- **EXERCISE PROMPT**
Among the lines below, a stretch begins at the one with "modified, or distributed" and ends at the one with "of them implement". Repeat that stretch exactly, ends included.

(Stored data)
· · · · · · ·
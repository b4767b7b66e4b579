// Copyright 2020 - developers of the `tlgram` project.
//
// Licensed under the Apache License, Version 2.0 <LICENSE-APACHE or
// https://www.apache.org/licenses/LICENSE-2.0> or the MIT license
// <LICENSE-MIT or https://opensource.org/licenses/MIT>, at your
// option. This file may not be copied, modified, or distributed
// except according to those terms.

#![allow(clippy::derive_partial_eq_without_eq)]

//! This module contains all of the bare types used by a decrypted secret
//! chat message, each represented by a `struct`. All of them implement
//! [`Identifiable`], [`Serializable`] and [`Deserializable`].
//!
//! [`Identifiable`]: tlgram_tl_types::Identifiable
//! [`Serializable`]: tlgram_tl_types::Serializable
//! [`Deserializable`]: tlgram_tl_types::Deserializable

include!(concat!(env!("OUT_DIR"), "/generated_types.rs"));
· · · · · · ·
- **ANSWER BELOW**
// option. This file may not be copied, modified, or distributed
// except according to those terms.

#![allow(clippy::derive_partial_eq_without_eq)]

//! This module contains all of the bare types used by a decrypted secret
//! chat message, each represented by a `struct`. All of them implement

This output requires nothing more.